RECORDS FOR THIS TASK Start Marker

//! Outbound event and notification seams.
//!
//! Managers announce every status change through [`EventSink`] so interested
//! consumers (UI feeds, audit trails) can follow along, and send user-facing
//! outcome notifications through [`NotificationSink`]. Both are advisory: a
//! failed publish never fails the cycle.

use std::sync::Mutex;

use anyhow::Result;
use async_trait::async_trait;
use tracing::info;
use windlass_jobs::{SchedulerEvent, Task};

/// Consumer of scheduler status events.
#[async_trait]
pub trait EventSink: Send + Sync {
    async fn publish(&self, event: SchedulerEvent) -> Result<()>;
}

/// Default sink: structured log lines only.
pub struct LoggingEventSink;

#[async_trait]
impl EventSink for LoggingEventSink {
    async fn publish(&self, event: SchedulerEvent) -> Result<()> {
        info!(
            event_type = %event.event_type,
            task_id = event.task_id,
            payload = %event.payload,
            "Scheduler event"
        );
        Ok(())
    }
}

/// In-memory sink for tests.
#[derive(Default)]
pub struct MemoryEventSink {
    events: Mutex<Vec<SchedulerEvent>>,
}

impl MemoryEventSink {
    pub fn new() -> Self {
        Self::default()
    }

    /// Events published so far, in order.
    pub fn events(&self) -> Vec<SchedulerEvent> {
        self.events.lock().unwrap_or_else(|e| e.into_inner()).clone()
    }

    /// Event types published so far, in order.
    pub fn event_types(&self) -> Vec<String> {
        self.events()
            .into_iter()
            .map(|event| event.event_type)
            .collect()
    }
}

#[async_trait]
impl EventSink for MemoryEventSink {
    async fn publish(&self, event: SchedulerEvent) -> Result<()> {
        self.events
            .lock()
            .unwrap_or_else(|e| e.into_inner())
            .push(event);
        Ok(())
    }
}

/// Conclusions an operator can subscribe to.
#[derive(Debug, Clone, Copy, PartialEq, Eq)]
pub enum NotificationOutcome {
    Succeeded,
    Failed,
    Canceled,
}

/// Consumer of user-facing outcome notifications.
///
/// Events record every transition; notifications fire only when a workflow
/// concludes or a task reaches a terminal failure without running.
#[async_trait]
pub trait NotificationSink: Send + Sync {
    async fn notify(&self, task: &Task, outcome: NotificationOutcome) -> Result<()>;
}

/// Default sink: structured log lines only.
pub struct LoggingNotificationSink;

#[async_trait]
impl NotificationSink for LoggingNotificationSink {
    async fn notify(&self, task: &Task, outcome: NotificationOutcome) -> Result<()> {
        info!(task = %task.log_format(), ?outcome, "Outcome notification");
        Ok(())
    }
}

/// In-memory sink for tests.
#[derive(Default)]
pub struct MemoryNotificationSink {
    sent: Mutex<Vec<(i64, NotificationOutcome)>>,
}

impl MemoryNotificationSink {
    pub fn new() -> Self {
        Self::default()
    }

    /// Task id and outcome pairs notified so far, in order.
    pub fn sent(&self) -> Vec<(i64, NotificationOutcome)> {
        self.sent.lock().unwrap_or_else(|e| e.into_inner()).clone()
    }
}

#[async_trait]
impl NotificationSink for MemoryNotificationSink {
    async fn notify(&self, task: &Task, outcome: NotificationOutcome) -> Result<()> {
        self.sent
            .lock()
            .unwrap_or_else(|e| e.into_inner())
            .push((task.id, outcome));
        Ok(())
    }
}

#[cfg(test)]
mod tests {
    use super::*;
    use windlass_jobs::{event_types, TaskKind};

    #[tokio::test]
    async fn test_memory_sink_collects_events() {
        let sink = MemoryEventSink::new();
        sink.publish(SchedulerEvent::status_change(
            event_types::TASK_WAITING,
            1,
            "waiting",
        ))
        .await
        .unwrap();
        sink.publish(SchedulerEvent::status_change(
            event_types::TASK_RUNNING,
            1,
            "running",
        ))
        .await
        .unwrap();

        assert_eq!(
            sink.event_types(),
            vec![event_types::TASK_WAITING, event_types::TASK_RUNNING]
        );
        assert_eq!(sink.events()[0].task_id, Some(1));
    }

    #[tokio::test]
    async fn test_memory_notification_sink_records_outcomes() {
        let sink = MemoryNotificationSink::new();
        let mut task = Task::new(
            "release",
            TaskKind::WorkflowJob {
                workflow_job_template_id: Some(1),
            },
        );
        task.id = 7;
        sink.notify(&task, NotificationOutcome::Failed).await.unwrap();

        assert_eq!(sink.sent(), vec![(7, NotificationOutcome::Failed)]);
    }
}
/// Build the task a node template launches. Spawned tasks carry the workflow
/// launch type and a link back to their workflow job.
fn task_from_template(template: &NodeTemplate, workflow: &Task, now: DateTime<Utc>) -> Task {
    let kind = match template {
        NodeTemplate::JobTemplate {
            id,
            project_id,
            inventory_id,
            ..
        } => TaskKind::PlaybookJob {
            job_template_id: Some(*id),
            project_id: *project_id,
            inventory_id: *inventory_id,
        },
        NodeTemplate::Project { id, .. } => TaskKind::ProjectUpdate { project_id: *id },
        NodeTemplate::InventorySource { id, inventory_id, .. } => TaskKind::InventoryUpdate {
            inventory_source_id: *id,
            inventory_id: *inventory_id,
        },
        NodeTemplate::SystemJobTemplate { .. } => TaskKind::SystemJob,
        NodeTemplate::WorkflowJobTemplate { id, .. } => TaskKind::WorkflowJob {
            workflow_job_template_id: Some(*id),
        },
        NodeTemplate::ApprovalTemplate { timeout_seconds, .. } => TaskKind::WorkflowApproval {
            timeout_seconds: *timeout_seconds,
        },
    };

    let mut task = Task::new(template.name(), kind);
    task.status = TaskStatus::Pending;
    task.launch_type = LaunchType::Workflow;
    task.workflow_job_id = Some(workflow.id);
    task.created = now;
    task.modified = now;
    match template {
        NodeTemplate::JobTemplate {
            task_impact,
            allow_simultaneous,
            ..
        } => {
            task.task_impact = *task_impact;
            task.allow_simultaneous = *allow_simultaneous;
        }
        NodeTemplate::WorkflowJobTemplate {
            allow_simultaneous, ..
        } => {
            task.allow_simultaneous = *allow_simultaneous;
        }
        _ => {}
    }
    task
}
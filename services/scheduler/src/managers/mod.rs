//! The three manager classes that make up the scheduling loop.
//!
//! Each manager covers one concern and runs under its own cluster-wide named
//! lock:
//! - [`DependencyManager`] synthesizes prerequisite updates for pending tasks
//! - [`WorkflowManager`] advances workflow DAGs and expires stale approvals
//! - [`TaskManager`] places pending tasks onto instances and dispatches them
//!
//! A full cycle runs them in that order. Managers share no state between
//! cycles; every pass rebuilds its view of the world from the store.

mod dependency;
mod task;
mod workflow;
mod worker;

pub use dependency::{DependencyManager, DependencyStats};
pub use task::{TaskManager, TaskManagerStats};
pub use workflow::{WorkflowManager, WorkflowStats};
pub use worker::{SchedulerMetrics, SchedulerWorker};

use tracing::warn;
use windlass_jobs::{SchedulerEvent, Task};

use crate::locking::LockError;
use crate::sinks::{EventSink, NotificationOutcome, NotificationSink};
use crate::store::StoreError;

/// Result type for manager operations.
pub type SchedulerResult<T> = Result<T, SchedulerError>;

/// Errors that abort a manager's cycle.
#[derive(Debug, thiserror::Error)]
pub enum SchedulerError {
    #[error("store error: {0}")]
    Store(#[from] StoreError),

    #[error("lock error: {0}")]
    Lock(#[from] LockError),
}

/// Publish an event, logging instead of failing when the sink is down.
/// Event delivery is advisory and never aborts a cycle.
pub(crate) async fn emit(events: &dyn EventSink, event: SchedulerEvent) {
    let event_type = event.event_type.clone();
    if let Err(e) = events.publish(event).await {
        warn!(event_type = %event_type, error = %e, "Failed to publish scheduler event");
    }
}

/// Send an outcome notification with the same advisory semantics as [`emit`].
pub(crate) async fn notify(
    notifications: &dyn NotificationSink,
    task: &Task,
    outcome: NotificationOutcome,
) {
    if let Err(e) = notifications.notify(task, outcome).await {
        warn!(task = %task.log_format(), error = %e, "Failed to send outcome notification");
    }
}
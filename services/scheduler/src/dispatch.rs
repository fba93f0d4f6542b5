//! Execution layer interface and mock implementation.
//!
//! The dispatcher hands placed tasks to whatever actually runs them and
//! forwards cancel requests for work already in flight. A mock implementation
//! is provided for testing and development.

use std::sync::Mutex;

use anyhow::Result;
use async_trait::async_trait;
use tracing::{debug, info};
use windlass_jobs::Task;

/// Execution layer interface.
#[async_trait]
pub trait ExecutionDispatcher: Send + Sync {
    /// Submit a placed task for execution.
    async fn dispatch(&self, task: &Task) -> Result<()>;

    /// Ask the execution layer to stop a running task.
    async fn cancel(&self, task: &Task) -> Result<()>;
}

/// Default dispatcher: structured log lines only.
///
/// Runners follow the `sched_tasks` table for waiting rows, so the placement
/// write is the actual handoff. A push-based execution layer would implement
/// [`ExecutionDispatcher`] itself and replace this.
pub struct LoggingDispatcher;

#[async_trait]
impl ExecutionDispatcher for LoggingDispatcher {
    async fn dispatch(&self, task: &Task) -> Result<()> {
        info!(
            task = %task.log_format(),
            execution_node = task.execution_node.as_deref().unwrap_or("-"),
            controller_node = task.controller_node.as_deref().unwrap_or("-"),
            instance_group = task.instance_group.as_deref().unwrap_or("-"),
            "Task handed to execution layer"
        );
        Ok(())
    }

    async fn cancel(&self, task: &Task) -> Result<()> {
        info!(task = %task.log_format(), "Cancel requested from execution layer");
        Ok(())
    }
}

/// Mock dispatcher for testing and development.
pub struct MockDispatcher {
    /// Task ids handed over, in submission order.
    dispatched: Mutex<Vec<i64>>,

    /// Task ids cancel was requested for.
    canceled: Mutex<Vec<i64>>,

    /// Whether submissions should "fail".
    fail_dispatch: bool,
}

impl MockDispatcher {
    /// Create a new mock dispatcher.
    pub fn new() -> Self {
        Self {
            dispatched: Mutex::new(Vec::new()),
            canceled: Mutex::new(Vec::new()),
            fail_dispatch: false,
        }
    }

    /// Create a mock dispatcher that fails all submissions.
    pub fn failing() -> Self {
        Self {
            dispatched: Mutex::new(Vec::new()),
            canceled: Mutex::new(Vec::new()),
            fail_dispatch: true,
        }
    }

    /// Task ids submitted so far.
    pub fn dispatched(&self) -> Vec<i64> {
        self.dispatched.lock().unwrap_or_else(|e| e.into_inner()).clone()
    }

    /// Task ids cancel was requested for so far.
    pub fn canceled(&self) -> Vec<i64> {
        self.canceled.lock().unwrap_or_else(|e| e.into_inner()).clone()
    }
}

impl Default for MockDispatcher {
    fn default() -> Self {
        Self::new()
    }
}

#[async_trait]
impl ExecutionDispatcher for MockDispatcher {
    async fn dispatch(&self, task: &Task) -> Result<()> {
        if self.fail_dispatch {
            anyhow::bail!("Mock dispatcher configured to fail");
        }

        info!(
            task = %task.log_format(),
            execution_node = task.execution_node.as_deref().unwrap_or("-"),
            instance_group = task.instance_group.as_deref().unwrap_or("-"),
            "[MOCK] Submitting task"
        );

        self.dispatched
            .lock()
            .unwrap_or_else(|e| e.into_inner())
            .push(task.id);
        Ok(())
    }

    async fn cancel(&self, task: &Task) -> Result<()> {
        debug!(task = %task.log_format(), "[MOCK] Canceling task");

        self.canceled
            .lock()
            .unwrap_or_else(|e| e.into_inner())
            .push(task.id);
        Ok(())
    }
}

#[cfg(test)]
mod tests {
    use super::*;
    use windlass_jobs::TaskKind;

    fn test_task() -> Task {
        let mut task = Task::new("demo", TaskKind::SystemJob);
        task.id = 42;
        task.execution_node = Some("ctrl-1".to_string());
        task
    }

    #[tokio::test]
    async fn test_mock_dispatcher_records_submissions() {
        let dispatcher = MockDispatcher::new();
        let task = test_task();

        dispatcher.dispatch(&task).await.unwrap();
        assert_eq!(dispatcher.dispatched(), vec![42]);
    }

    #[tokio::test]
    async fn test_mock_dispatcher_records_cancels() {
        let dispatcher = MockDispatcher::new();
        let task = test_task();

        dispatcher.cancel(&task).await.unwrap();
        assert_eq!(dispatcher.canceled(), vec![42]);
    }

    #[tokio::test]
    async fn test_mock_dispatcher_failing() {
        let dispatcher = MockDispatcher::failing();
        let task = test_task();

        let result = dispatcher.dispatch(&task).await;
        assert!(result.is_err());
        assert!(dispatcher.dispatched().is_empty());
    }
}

RECORDS FOR THIS TASK End Marker

### WHAT TO DO:
With the line containing "fn test_task() ->" as the first and the last line of the records as the final one, print exactly the lines in that span.

### TASK RESPONSE:
    fn test_task() -> Task {
        let mut task = Task::new("demo", TaskKind::SystemJob);
        task.id = 42;
        task.execution_node = Some("ctrl-1".to_string());
        task
    }

    #[tokio::test]
    async fn test_mock_dispatcher_records_submissions() {
        let dispatcher = MockDispatcher::new();
        let task = test_task();

        dispatcher.dispatch(&task).await.unwrap();
        assert_eq!(dispatcher.dispatched(), vec![42]);
    }

    #[tokio::test]
    async fn test_mock_dispatcher_records_cancels() {
        let dispatcher = MockDispatcher::new();
        let task = test_task();

        dispatcher.cancel(&task).await.unwrap();
        assert_eq!(dispatcher.canceled(), vec![42]);
    }

    #[tokio::test]
    async fn test_mock_dispatcher_failing() {
        let dispatcher = MockDispatcher::failing();
        let task = test_task();

        let result = dispatcher.dispatch(&task).await;
        assert!(result.is_err());
        assert!(dispatcher.dispatched().is_empty());
    }
}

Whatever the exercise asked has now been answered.